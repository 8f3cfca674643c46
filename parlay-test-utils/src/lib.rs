//! Parlay Test Utilities
//!
//! Shared test infrastructure for the parlay workspace:
//! - Proptest generators for cache keys and JSON payloads
//! - A mock AI client
//! - A storage harness wiring in-memory tiers to a manual clock
//! - Fixtures and custom assertions

pub use parlay_core::{
    game_key, AnalysisResult, CacheEntry, Game, LlmError, ManualClock, MatchupPayload, Namespace,
    ParlayError, ParlayResult, PropLeg, RemoteErrorKind, RosterPlayer, RosterSnapshot,
    SchedulePayload, Source, ValidationError,
};
pub use parlay_storage::{
    InMemoryRemoteStore, MemoryLocalStore, RemoteRecord, RemoteStore, StorageConfig,
    StorageService,
};

use std::sync::atomic::{AtomicUsize, Ordering};
use std::sync::Arc;

use async_trait::async_trait;
use parlay_llm::{AnalysisClient, PartialTextFn};

// ============================================================================
// MOCK AI CLIENT
// ============================================================================

/// Scripted [`AnalysisClient`]. Defaults to the fixture payloads.
#[derive(Debug)]
pub struct MockAnalysisClient {
    schedule: SchedulePayload,
    roster: Option<RosterSnapshot>,
    analysis: MatchupPayload,
    partials: Vec<String>,
    failure: Option<LlmError>,
    schedule_calls: AtomicUsize,
    roster_calls: AtomicUsize,
    analysis_calls: AtomicUsize,
}

impl Default for MockAnalysisClient {
    fn default() -> Self {
        Self::new()
    }
}

impl MockAnalysisClient {
    pub fn new() -> Self {
        Self {
            schedule: fixtures::week_12_schedule(),
            roster: Some(fixtures::chiefs_raiders_roster()),
            analysis: fixtures::chiefs_raiders_analysis(),
            partials: vec!["Chiefs ".to_string(), "look strong.".to_string()],
            failure: None,
            schedule_calls: AtomicUsize::new(0),
            roster_calls: AtomicUsize::new(0),
            analysis_calls: AtomicUsize::new(0),
        }
    }

    pub fn with_schedule(mut self, schedule: SchedulePayload) -> Self {
        self.schedule = schedule;
        self
    }

    pub fn with_roster(mut self, roster: Option<RosterSnapshot>) -> Self {
        self.roster = roster;
        self
    }

    pub fn with_analysis(mut self, analysis: MatchupPayload) -> Self {
        self.analysis = analysis;
        self
    }

    /// Chunks emitted (cumulatively) through `on_partial`.
    pub fn with_partials<I, S>(mut self, partials: I) -> Self
    where
        I: IntoIterator<Item = S>,
        S: Into<String>,
    {
        self.partials = partials.into_iter().map(Into::into).collect();
        self
    }

    /// Fail every call with `error`.
    pub fn failing(mut self, error: LlmError) -> Self {
        self.failure = Some(error);
        self
    }

    pub fn schedule_calls(&self) -> usize {
        self.schedule_calls.load(Ordering::SeqCst)
    }

    pub fn roster_calls(&self) -> usize {
        self.roster_calls.load(Ordering::SeqCst)
    }

    pub fn analysis_calls(&self) -> usize {
        self.analysis_calls.load(Ordering::SeqCst)
    }

    fn check(&self) -> ParlayResult<()> {
        match &self.failure {
            Some(err) => Err(ParlayError::Llm(err.clone())),
            None => Ok(()),
        }
    }
}

#[async_trait]
impl AnalysisClient for MockAnalysisClient {
    async fn fetch_schedule(&self, week: Option<&str>) -> ParlayResult<SchedulePayload> {
        self.schedule_calls.fetch_add(1, Ordering::SeqCst);
        self.check()?;
        let mut schedule = self.schedule.clone();
        if let Some(week) = week {
            schedule.week = week.to_string();
        }
        Ok(schedule)
    }

    async fn fetch_roster_snapshot(
        &self,
        _team_a: &str,
        _team_b: &str,
    ) -> ParlayResult<Option<RosterSnapshot>> {
        self.roster_calls.fetch_add(1, Ordering::SeqCst);
        self.check()?;
        Ok(self.roster.clone())
    }

    async fn fetch_deep_analysis(
        &self,
        _team_a: &str,
        _team_b: &str,
        _roster_context: Option<&str>,
        on_partial: PartialTextFn<'_>,
    ) -> ParlayResult<MatchupPayload> {
        self.analysis_calls.fetch_add(1, Ordering::SeqCst);
        self.check()?;

        let mut text = String::new();
        for chunk in &self.partials {
            text.push_str(chunk);
            on_partial(text.as_str());
        }
        Ok(self.analysis.clone())
    }

    fn provider_id(&self) -> &str {
        "mock"
    }
}

// ============================================================================
// STORAGE HARNESS
// ============================================================================

/// In-memory tiers and a manual clock behind one service.
pub struct StorageHarness {
    pub service: StorageService,
    pub local: Arc<MemoryLocalStore>,
    pub remote: Arc<InMemoryRemoteStore>,
    pub clock: Arc<ManualClock>,
}

impl StorageHarness {
    pub fn new() -> Self {
        Self::build(
            MemoryLocalStore::new(),
            InMemoryRemoteStore::new(),
            StorageConfig::default(),
        )
    }

    /// Local tier that rejects writes beyond `capacity_bytes`.
    pub fn with_local_capacity(capacity_bytes: usize) -> Self {
        Self::build(
            MemoryLocalStore::with_capacity_bytes(capacity_bytes),
            InMemoryRemoteStore::new(),
            StorageConfig::default(),
        )
    }

    pub fn build(
        local: MemoryLocalStore,
        remote: InMemoryRemoteStore,
        config: StorageConfig,
    ) -> Self {
        let local = Arc::new(local);
        let remote = Arc::new(remote);
        let clock = Arc::new(ManualClock::new(fixtures::T0));
        let service = StorageService::new(
            local.clone(),
            Some(remote.clone() as Arc<dyn RemoteStore>),
            config,
        )
        .with_clock(clock.clone());
        Self {
            service,
            local,
            remote,
            clock,
        }
    }
}

impl Default for StorageHarness {
    fn default() -> Self {
        Self::new()
    }
}

// ============================================================================
// PROPTEST GENERATORS
// ============================================================================

pub mod generators {
    //! Proptest strategies for cache keys and payloads.

    use super::*;
    use proptest::prelude::*;
    use serde_json::{Map, Value};

    pub fn arb_namespace() -> impl Strategy<Value = Namespace> {
        prop_oneof![Just(Namespace::Matchup), Just(Namespace::Schedule)]
    }

    /// Non-empty ids that look like game keys or week labels.
    pub fn arb_cache_key() -> impl Strategy<Value = String> {
        "[a-z0-9][a-z0-9 :-]{0,20}"
    }

    /// Arbitrary JSON. Numbers are integers or binary fractions so they
    /// survive a text round trip exactly.
    pub fn arb_json_value() -> impl Strategy<Value = Value> {
        let leaf = prop_oneof![
            Just(Value::Null),
            any::<bool>().prop_map(Value::Bool),
            any::<i64>().prop_map(Value::from),
            (-1_000_000i32..1_000_000).prop_map(|n| Value::from(f64::from(n) / 4.0)),
            "[ -~]{0,16}".prop_map(Value::String),
        ];

        leaf.prop_recursive(3, 48, 6, |inner| {
            prop_oneof![
                prop::collection::vec(inner.clone(), 0..6).prop_map(Value::Array),
                prop::collection::btree_map("[a-zA-Z_]{1,10}", inner, 0..6)
                    .prop_map(|m| Value::Object(m.into_iter().collect::<Map<_, _>>())),
            ]
        })
    }

    /// Distinct capture timestamps, in no particular order.
    pub fn arb_distinct_timestamps(count: usize) -> impl Strategy<Value = Vec<i64>> {
        prop::collection::btree_set(0i64..1_000_000, count)
            .prop_map(|set| set.into_iter().collect::<Vec<_>>())
            .prop_shuffle()
    }
}

// ============================================================================
// TEST FIXTURES
// ============================================================================

pub mod fixtures {
    //! Sample payloads for the Chiefs at Raiders example game.

    use super::*;

    /// Fixed start time for manual clocks (2023-11-14T22:13:20Z).
    pub const T0: i64 = 1_700_000_000_000;

    pub fn week_12_schedule() -> SchedulePayload {
        SchedulePayload {
            week: "Week 12".to_string(),
            games: vec![
                Game {
                    id: game_key("KC", "LV"),
                    away: "Kansas City Chiefs".to_string(),
                    home: "Las Vegas Raiders".to_string(),
                    kickoff: "Fri 3:00 PM ET".to_string(),
                    venue: Some("Allegiant Stadium".to_string()),
                },
                Game {
                    id: game_key("BUF", "PHI"),
                    away: "Buffalo Bills".to_string(),
                    home: "Philadelphia Eagles".to_string(),
                    kickoff: "Sun 4:25 PM ET".to_string(),
                    venue: None,
                },
            ],
        }
    }

    pub fn chiefs_raiders_roster() -> RosterSnapshot {
        let mut snapshot = RosterSnapshot::default();
        snapshot.rosters.insert(
            "Kansas City Chiefs".to_string(),
            vec![
                RosterPlayer {
                    name: "Patrick Mahomes".to_string(),
                    position: "QB".to_string(),
                    status: None,
                },
                RosterPlayer {
                    name: "Travis Kelce".to_string(),
                    position: "TE".to_string(),
                    status: Some("Questionable".to_string()),
                },
            ],
        );
        snapshot.rosters.insert(
            "Las Vegas Raiders".to_string(),
            vec![RosterPlayer {
                name: "Davante Adams".to_string(),
                position: "WR".to_string(),
                status: None,
            }],
        );
        snapshot
    }

    pub fn mahomes_passing_yards() -> PropLeg {
        PropLeg {
            player: "Patrick Mahomes".to_string(),
            team: "Kansas City Chiefs".to_string(),
            market: "Passing Yards".to_string(),
            line: Some(262.5),
            pick: "Over".to_string(),
            odds: Some(-110),
            confidence: 0.62,
            rationale: "Raiders allow the most yards per attempt over the last month.".to_string(),
        }
    }

    pub fn chiefs_raiders_analysis() -> MatchupPayload {
        MatchupPayload {
            analysis: Some(AnalysisResult {
                summary: "Chiefs control the game through the air.".to_string(),
                key_factors: vec!["Raiders secondary injuries".to_string()],
                prop_legs: vec![mahomes_passing_yards()],
                extra: Default::default(),
            }),
            sources: vec![Source {
                title: "Injury report".to_string(),
                uri: "https://example.com/injuries".to_string(),
            }],
            raw_text: "Chiefs look strong.".to_string(),
        }
    }
}

// ============================================================================
// CUSTOM ASSERTIONS
// ============================================================================

pub mod assertions {
    //! Assertions for storage behaviour.

    use super::*;

    pub fn assert_validation_error<T: std::fmt::Debug>(result: &ParlayResult<T>) {
        assert!(
            matches!(result, Err(ParlayError::Validation(_))),
            "Expected validation error, got {:?}",
            result
        );
    }

    pub fn assert_invalid_key<T: std::fmt::Debug>(result: &ParlayResult<T>) {
        assert!(
            matches!(
                result,
                Err(ParlayError::Validation(ValidationError::InvalidKey { .. }))
            ),
            "Expected invalid key error, got {:?}",
            result
        );
    }

    /// The remote tier received no calls at all.
    pub fn assert_remote_untouched(remote: &InMemoryRemoteStore) {
        let calls = remote.calls();
        assert_eq!(calls.total(), 0, "Expected no remote calls, got {:?}", calls);
    }

    pub fn assert_local_mode(service: &StorageService) {
        assert!(
            !service.is_remote_active(),
            "Expected local storage mode, circuit is {:?}",
            service.circuit_state()
        );
        assert_eq!(service.status_label(), "Local Storage Mode");
    }

    pub fn assert_cloud_mode(service: &StorageService) {
        assert!(
            service.is_remote_active(),
            "Expected cloud mode, circuit is {:?}",
            service.circuit_state()
        );
        assert_eq!(service.status_label(), "Cloud Connected");
    }
}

*****

_Directions_
Read through the material above, and whenever a line contains "that", copy it.

_Answer section_
    /// Local tier that rejects writes beyond `capacity_bytes`.
    /// Non-empty ids that look like game keys or week labels.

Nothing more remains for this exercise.